Set down exactly the lines in the records below that run from the line with "#[derive(Debug, Clone, PartialEq, Eq)]" to the line with "let (title, description)", inclusive, and nothing more.

(Stored data entries)
----
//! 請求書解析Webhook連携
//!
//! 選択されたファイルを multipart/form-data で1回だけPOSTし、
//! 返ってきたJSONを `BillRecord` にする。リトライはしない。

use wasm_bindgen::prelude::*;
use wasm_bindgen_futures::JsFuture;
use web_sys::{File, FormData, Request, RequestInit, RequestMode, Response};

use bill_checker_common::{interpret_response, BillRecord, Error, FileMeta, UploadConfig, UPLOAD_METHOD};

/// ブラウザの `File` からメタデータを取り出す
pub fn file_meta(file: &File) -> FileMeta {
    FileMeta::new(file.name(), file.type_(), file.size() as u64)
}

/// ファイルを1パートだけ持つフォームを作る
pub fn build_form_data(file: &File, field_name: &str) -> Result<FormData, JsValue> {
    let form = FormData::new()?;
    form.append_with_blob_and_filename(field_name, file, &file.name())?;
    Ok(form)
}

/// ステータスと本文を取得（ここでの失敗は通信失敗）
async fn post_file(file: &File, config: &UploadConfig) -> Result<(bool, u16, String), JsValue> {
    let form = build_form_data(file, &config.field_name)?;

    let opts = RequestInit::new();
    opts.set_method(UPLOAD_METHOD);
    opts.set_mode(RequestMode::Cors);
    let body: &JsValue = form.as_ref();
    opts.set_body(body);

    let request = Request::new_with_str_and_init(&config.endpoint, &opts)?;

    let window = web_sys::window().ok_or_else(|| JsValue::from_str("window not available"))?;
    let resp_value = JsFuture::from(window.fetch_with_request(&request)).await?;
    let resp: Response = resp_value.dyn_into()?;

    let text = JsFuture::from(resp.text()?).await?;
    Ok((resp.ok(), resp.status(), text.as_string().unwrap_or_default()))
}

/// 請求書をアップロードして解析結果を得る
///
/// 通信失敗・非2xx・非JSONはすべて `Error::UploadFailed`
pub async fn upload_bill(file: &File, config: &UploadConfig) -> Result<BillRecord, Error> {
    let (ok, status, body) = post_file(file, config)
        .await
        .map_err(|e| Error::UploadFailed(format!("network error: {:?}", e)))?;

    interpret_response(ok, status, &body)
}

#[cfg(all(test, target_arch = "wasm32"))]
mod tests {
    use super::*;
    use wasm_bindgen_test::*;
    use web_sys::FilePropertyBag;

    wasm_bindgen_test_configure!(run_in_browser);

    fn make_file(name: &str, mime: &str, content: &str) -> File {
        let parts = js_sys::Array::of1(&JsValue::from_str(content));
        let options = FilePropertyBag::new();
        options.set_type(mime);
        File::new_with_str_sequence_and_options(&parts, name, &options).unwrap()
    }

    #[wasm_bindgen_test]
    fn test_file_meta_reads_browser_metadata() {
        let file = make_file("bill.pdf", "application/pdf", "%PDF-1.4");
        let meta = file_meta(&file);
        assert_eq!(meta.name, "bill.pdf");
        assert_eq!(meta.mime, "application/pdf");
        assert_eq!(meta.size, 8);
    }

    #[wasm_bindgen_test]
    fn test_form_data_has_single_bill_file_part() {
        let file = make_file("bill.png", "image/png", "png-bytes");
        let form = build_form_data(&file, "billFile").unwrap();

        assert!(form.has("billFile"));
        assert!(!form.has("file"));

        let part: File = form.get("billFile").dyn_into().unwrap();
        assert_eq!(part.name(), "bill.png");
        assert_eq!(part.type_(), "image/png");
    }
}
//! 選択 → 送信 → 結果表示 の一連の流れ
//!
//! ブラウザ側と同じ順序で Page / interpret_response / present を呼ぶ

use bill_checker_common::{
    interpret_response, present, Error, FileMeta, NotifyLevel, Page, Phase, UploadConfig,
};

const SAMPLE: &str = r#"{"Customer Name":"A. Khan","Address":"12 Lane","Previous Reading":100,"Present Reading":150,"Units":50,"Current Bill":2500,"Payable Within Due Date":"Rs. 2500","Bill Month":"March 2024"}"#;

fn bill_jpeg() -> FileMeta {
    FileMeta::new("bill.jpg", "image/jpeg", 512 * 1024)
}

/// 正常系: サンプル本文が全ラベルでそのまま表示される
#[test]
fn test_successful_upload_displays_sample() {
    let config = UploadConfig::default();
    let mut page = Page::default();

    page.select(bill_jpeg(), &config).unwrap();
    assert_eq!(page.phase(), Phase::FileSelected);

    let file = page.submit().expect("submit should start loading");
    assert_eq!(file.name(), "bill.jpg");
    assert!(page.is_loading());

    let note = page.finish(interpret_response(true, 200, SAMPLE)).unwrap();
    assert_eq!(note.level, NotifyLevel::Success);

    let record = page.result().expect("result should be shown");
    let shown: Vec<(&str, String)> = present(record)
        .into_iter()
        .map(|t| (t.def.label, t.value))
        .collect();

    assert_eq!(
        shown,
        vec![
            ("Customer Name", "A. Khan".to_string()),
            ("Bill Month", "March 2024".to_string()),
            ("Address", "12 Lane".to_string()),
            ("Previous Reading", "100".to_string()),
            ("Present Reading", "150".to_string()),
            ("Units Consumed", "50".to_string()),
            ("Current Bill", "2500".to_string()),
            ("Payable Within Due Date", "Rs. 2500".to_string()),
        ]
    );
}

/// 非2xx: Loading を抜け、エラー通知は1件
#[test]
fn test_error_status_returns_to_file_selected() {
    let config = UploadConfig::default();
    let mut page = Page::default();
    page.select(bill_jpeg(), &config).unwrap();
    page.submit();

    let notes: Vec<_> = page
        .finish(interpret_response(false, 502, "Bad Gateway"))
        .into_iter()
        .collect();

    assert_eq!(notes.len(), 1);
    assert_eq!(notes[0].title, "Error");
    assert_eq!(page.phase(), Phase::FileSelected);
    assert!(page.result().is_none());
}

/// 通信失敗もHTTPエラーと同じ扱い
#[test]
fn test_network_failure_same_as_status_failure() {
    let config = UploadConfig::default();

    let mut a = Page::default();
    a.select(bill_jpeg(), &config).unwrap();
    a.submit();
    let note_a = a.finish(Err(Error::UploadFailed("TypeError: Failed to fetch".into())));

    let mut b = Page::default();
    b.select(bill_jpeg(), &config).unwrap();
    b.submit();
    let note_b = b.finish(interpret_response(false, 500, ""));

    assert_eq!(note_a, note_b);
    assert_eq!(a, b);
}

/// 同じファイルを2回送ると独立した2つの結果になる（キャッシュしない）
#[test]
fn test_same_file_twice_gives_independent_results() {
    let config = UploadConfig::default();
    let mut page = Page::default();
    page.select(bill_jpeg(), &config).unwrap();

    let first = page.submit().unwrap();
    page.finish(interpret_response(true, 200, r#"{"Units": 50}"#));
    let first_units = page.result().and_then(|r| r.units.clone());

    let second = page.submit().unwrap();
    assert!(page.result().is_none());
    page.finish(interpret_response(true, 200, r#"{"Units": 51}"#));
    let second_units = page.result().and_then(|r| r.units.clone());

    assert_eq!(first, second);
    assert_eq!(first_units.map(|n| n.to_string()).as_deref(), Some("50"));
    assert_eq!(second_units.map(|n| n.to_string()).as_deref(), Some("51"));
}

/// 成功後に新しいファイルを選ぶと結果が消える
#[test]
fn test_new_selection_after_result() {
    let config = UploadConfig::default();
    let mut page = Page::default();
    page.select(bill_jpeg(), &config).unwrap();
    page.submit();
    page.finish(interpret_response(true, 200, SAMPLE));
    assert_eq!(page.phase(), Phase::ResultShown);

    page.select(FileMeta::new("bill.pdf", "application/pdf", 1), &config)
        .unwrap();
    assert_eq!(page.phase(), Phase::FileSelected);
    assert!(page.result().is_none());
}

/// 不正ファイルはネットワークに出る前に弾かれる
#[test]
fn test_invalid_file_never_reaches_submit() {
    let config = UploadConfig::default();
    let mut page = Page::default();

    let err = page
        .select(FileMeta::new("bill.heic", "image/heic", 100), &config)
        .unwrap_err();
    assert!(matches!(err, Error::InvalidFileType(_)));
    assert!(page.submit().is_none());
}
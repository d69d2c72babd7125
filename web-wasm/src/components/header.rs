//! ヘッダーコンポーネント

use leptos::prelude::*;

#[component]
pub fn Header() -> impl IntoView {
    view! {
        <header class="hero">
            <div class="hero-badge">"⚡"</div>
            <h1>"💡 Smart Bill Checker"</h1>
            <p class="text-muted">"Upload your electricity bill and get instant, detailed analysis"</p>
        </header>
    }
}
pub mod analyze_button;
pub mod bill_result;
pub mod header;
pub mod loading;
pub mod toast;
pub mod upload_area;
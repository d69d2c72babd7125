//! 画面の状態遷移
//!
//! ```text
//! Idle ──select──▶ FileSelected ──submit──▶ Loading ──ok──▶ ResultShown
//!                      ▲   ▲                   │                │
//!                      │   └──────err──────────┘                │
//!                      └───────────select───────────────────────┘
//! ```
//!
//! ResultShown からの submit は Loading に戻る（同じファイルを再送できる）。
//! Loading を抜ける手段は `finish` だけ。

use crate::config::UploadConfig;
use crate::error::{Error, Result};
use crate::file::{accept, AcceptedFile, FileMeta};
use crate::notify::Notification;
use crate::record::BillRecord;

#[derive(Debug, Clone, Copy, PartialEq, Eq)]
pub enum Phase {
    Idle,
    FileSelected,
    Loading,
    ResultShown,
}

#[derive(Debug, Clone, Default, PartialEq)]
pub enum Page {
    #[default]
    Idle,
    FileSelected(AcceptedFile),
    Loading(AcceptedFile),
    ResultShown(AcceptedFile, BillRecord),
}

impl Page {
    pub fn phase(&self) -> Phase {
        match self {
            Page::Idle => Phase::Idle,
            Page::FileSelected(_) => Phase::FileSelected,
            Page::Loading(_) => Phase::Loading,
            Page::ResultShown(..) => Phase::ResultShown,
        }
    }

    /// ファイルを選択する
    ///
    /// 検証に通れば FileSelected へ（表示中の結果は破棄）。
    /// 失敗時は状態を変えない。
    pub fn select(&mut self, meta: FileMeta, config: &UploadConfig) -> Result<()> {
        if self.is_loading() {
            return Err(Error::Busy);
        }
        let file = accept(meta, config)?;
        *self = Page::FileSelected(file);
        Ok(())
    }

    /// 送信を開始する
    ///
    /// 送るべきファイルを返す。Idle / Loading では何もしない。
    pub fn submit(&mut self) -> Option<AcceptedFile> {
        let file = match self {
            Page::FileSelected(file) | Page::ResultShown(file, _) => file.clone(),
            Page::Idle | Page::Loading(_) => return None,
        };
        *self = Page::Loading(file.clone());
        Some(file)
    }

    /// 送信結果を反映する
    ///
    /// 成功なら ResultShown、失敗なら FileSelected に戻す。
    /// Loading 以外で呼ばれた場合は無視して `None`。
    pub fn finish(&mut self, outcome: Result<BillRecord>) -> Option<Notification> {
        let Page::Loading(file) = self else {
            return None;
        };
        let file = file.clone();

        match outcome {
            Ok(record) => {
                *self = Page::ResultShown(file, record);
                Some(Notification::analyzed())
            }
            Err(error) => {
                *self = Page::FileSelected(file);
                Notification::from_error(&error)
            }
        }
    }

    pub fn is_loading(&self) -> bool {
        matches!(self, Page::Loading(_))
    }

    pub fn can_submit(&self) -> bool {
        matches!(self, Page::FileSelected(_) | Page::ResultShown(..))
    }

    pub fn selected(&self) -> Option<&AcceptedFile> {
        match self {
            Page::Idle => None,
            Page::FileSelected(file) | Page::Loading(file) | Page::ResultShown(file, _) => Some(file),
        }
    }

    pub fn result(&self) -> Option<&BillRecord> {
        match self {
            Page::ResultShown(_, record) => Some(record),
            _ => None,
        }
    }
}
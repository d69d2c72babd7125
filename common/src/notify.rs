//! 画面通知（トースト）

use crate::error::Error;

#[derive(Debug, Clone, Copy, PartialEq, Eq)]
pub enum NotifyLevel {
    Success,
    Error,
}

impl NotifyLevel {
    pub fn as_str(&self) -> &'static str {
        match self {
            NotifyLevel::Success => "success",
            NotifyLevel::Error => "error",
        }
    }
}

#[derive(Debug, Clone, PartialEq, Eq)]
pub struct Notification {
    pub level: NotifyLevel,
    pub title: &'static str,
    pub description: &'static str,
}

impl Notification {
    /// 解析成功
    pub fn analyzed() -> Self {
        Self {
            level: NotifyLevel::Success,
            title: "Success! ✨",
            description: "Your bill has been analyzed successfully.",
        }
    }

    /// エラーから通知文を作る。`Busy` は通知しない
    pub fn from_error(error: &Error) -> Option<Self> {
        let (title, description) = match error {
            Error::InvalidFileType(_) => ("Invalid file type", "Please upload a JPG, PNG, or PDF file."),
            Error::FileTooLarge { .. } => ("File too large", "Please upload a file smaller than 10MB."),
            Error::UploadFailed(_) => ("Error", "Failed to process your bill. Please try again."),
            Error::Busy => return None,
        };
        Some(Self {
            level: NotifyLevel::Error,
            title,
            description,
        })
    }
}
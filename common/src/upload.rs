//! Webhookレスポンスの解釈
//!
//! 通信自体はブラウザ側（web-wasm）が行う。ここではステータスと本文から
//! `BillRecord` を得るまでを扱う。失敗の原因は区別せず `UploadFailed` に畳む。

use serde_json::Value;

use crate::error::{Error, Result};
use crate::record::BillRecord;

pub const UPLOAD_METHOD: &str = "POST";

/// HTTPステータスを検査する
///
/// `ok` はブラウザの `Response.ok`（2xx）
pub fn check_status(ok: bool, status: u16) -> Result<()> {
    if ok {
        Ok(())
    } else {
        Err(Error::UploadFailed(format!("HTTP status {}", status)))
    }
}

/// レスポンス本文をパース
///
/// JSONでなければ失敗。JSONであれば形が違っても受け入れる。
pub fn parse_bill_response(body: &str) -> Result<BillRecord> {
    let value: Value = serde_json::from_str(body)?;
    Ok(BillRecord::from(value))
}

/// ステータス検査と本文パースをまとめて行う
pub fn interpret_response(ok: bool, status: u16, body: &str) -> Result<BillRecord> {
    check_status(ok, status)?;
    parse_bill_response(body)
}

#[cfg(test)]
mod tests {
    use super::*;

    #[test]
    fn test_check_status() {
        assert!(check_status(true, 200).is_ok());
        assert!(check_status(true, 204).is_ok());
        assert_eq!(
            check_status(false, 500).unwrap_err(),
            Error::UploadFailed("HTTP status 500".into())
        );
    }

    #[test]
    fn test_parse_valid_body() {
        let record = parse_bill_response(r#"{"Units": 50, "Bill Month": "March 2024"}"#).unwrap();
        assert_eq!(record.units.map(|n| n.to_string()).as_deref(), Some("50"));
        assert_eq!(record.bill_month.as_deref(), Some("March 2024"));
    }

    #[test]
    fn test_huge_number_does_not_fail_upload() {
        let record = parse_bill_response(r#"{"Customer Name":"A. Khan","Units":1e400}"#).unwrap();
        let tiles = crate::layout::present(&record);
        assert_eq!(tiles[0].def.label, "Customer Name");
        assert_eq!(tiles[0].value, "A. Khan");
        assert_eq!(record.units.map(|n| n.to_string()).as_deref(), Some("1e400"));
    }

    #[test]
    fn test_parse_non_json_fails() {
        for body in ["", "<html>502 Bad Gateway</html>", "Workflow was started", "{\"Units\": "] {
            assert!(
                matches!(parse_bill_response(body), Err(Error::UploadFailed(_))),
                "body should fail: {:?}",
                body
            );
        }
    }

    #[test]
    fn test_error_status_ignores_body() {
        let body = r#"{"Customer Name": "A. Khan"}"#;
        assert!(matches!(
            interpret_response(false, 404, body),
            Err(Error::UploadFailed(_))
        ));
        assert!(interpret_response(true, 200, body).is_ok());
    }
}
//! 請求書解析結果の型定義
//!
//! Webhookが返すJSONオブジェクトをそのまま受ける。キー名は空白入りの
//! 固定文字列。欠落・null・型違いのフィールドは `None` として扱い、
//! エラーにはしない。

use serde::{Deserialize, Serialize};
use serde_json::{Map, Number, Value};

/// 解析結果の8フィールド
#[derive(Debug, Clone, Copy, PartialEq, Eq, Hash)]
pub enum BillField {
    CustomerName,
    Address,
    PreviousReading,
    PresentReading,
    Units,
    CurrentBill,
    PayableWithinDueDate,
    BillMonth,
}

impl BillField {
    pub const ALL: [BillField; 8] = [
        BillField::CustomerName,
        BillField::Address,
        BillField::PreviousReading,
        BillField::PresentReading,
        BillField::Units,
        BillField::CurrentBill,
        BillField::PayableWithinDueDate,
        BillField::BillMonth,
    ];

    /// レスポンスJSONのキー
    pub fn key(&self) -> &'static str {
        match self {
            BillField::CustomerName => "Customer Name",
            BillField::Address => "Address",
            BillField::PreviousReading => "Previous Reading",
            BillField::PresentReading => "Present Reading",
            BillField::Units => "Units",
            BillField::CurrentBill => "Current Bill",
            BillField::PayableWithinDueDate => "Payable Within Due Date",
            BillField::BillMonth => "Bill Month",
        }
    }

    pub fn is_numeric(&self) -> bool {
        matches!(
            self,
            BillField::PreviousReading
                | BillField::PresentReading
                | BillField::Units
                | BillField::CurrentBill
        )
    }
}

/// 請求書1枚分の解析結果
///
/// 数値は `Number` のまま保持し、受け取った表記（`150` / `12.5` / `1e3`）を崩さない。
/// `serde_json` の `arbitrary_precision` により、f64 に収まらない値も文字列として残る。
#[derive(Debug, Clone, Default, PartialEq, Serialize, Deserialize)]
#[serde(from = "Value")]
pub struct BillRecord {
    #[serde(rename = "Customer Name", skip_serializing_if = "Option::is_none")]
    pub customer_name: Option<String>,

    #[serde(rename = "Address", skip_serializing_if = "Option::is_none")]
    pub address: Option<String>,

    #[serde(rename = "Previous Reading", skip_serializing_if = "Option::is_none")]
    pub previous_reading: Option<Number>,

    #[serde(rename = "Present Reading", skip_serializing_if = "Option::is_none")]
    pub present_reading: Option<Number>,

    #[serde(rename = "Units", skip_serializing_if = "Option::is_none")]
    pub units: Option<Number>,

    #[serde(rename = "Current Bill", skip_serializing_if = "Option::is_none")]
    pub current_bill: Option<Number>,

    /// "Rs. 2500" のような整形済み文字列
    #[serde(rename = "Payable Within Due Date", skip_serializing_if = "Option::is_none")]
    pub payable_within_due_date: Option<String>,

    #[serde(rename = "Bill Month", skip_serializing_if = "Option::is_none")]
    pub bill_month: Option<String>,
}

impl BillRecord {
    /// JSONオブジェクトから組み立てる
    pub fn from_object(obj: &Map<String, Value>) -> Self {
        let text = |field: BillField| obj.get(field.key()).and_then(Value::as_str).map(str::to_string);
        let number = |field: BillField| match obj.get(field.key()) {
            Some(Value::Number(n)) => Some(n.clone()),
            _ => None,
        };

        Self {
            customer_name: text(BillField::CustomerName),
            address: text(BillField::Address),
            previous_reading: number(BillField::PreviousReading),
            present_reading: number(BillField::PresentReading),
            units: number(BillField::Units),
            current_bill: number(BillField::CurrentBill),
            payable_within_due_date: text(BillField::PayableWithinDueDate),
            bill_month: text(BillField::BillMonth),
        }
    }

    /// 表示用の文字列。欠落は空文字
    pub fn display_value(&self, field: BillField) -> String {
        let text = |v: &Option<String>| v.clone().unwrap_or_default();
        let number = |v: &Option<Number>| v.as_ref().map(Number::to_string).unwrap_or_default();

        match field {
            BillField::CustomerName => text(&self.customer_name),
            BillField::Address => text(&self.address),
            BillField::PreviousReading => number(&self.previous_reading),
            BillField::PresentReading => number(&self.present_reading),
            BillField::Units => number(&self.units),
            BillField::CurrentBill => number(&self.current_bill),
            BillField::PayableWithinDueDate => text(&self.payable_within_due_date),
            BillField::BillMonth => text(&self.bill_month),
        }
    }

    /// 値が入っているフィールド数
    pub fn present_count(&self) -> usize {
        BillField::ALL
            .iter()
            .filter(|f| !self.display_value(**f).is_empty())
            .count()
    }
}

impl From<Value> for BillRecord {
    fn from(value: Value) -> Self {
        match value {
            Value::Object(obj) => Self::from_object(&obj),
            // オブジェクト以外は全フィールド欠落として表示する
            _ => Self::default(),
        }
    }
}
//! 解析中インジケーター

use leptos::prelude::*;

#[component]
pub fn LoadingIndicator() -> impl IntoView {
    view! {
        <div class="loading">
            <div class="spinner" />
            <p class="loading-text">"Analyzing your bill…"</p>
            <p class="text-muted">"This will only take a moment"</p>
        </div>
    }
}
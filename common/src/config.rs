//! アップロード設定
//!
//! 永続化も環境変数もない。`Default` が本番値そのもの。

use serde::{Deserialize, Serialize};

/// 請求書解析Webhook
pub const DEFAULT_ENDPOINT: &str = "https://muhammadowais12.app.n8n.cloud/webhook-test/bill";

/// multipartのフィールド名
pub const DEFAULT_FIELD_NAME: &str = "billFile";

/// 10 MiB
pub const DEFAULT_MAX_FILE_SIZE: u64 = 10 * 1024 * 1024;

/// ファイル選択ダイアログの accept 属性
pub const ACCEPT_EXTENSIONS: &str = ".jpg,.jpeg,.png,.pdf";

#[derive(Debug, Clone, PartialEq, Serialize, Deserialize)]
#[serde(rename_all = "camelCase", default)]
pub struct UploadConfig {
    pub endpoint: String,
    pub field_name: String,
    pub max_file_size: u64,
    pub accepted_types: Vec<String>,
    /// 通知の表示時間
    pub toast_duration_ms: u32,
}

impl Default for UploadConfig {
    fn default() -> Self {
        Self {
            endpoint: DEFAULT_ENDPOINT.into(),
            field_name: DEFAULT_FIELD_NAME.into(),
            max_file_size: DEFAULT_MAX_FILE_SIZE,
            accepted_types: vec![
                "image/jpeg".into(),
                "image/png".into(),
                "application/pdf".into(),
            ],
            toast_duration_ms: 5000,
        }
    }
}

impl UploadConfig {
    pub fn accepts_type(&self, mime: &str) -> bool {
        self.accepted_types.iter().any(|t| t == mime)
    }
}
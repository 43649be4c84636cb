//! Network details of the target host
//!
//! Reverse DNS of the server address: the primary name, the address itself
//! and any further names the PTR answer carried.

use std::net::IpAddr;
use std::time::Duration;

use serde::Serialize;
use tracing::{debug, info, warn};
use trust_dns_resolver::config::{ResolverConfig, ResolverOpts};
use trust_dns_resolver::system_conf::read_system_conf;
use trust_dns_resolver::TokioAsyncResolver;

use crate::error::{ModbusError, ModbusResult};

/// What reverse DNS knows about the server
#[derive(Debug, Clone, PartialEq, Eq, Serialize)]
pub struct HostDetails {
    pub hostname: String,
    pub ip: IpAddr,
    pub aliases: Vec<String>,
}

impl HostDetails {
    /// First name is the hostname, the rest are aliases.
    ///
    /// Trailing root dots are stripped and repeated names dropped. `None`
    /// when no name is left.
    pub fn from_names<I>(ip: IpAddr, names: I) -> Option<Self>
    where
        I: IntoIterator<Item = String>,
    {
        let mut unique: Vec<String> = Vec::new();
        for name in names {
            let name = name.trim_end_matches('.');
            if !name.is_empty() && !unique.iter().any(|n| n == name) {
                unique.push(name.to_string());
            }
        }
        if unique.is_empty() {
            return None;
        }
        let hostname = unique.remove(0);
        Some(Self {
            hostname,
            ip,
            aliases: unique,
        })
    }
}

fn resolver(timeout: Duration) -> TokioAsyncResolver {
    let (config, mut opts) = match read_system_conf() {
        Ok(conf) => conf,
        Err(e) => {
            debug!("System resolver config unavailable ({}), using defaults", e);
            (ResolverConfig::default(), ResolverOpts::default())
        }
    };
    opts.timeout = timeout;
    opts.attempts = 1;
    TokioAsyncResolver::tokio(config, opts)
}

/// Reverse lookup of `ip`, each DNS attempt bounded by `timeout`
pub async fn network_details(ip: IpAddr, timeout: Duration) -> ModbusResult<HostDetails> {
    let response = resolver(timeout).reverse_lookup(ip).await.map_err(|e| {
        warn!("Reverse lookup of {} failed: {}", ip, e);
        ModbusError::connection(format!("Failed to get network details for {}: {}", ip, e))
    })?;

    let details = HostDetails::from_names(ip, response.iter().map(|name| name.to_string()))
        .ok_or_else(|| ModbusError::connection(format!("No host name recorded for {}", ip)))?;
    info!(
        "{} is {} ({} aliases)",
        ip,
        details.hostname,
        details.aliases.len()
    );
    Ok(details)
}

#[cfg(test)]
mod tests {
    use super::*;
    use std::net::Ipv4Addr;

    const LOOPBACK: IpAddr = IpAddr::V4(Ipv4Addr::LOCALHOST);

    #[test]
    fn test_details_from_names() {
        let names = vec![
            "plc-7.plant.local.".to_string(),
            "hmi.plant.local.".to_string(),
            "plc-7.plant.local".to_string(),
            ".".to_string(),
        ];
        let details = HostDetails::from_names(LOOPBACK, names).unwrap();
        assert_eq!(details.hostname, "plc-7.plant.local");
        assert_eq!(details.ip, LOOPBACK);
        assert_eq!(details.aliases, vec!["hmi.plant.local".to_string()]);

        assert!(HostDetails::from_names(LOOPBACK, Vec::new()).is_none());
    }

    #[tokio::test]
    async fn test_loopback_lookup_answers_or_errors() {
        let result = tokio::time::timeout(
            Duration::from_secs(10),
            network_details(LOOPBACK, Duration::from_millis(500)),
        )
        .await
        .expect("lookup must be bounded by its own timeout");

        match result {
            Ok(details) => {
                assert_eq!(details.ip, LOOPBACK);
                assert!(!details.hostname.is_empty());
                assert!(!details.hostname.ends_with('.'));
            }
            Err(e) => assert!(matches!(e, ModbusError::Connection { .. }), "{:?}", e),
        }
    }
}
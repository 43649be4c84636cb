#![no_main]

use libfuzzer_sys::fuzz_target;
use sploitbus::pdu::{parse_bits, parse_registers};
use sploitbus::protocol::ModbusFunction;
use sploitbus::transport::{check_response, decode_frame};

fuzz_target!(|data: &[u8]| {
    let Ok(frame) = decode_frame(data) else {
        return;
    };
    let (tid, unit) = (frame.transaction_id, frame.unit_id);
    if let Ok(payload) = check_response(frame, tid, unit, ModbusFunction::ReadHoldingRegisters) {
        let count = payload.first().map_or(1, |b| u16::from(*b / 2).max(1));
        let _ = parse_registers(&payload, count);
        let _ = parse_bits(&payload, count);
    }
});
----
## Task solution:
#[derive(Debug, Clone, PartialEq, Eq)]
pub struct Notification {
    pub level: NotifyLevel,
    pub title: &'static str,
    pub description: &'static str,
}

impl Notification {
    /// 解析成功
    pub fn analyzed() -> Self {
        Self {
            level: NotifyLevel::Success,
            title: "Success! ✨",
            description: "Your bill has been analyzed successfully.",
        }
    }

    /// エラーから通知文を作る。`Busy` は通知しない
    pub fn from_error(error: &Error) -> Option<Self> {
        let (title, description) = match error {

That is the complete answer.